The benefits of breast milk are well known, but why breastfeeding protects against various forms of cancer remains a mystery. A new study in the Journal of Human Lactation (published by SAGE) found high levels of cancer-fighting TNF-related apoptosis inducing ligand (TRAIL) in human milk, which might be one source of breast milk's anticancer activity.
Researchers took samples of colostrum, the first milk available to newborns, and of mature breast milk from new mothers. Researchers then obtained samples of blood from healthy women, and various ready-to-feed infant formulas. The colostrum, mature breast milk, blood and formula were then all tested to measure their level of TRAIL. The researchers found that colostrum and breast milk contained 400- and 100-fold, respectively, higher levels of TRAIL than blood. No TRAIL was detected in the formula.

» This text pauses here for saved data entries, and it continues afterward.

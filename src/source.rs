//! Source adapters.
//!
//! A [`SourceAdapter`] serves pages of records by `(offset, limit)`. The Producer
//! is the only caller. An empty page ends the stream. An optional
//! [`SourceAdapter::count`] lets `status` report progress as a fraction; it is
//! never trusted to end the stream, since rows may be inserted after it is read.
//!
//! # Example
//!
//! ```rust
//! use serde_json::json;
//! use streamgate::source::{SourceAdapter, VecSource};
//!
//! # tokio_test::block_on(async {
//! let source = VecSource::from_values((0..3).map(|i| json!({"id": i})));
//! let page = source.fetch(1, 5).await.unwrap();
//! assert_eq!(page.len(), 2);
//! # });
//! ```

use crate::error::SourceError;
use crate::record::Record;
use async_trait::async_trait;
use serde_json::Value;
use std::sync::Mutex;

/// Paged access to an external data source.
#[async_trait]
pub trait SourceAdapter: Send + Sync {
  /// Returns up to `limit` records starting at `offset`. An empty page means
  /// the source is exhausted.
  async fn fetch(&self, offset: u64, limit: usize) -> Result<Vec<Record>, SourceError>;

  /// Total number of records, when the source can tell cheaply.
  async fn count(&self) -> Option<Result<u64, SourceError>> {
    None
  }
}

/// Serves pages from an in-memory vector.
#[derive(Debug, Default)]
pub struct VecSource {
  records: Vec<Record>,
  expose_count: bool,
  fetches: Mutex<Vec<(u64, usize)>>,
}

impl VecSource {
  /// Creates a source over `records` that reports its count.
  pub fn new(records: Vec<Record>) -> Self {
    Self {
      records,
      expose_count: true,
      fetches: Mutex::new(Vec::new()),
    }
  }

  /// Creates a source from JSON values. Non-object values are skipped.
  pub fn from_values<I>(values: I) -> Self
  where
    I: IntoIterator<Item = Value>,
  {
    Self::new(
      values
        .into_iter()
        .filter_map(|value| match value {
          Value::Object(map) => Some(map),
          _ => None,
        })
        .collect(),
    )
  }

  /// Whether `count()` reports the number of records.
  pub fn with_count(mut self, expose_count: bool) -> Self {
    self.expose_count = expose_count;
    self
  }

  /// Every `(offset, limit)` served so far, in call order.
  pub fn fetch_calls(&self) -> Vec<(u64, usize)> {
    self
      .fetches
      .lock()
      .map(|fetches| fetches.clone())
      .unwrap_or_default()
  }

  /// Number of records held.
  pub fn len(&self) -> usize {
    self.records.len()
  }

  /// True when the source holds no records.
  pub fn is_empty(&self) -> bool {
    self.records.is_empty()
  }
}

#[async_trait]
impl SourceAdapter for VecSource {
  async fn fetch(&self, offset: u64, limit: usize) -> Result<Vec<Record>, SourceError> {
    if let Ok(mut fetches) = self.fetches.lock() {
      fetches.push((offset, limit));
    }
    let start = usize::try_from(offset)
      .unwrap_or(usize::MAX)
      .min(self.records.len());
    let end = start.saturating_add(limit).min(self.records.len());
    Ok(self.records[start..end].to_vec())
  }

  async fn count(&self) -> Option<Result<u64, SourceError>> {
    self.expose_count.then(|| Ok(self.records.len() as u64))
  }
}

"The important role of breastfeeding in the prevention of cer-tain childhood cancers, such as lymphoblastic leukemia, Hodgkin's disease, and neuroblastoma, has been previously demonstrated," wrote the authors. "However, endogenous soluble TRAIL represents a strong candidate to explain the overall biological effect of breastfeeding against cancer."
Mothers chosen to participate in the study were eligible because they exhibited no signs of eclampsia, infection, or fever, and delivered healthy newborns at term.
The authors wrote, "To our knowledge, this is the first time that TRAIL has been measured in colostrum and human breast milk. This study has revealed much higher TRAIL concentrations in colos-trum and breast milk compared to the levels of circulating serum TRAIL."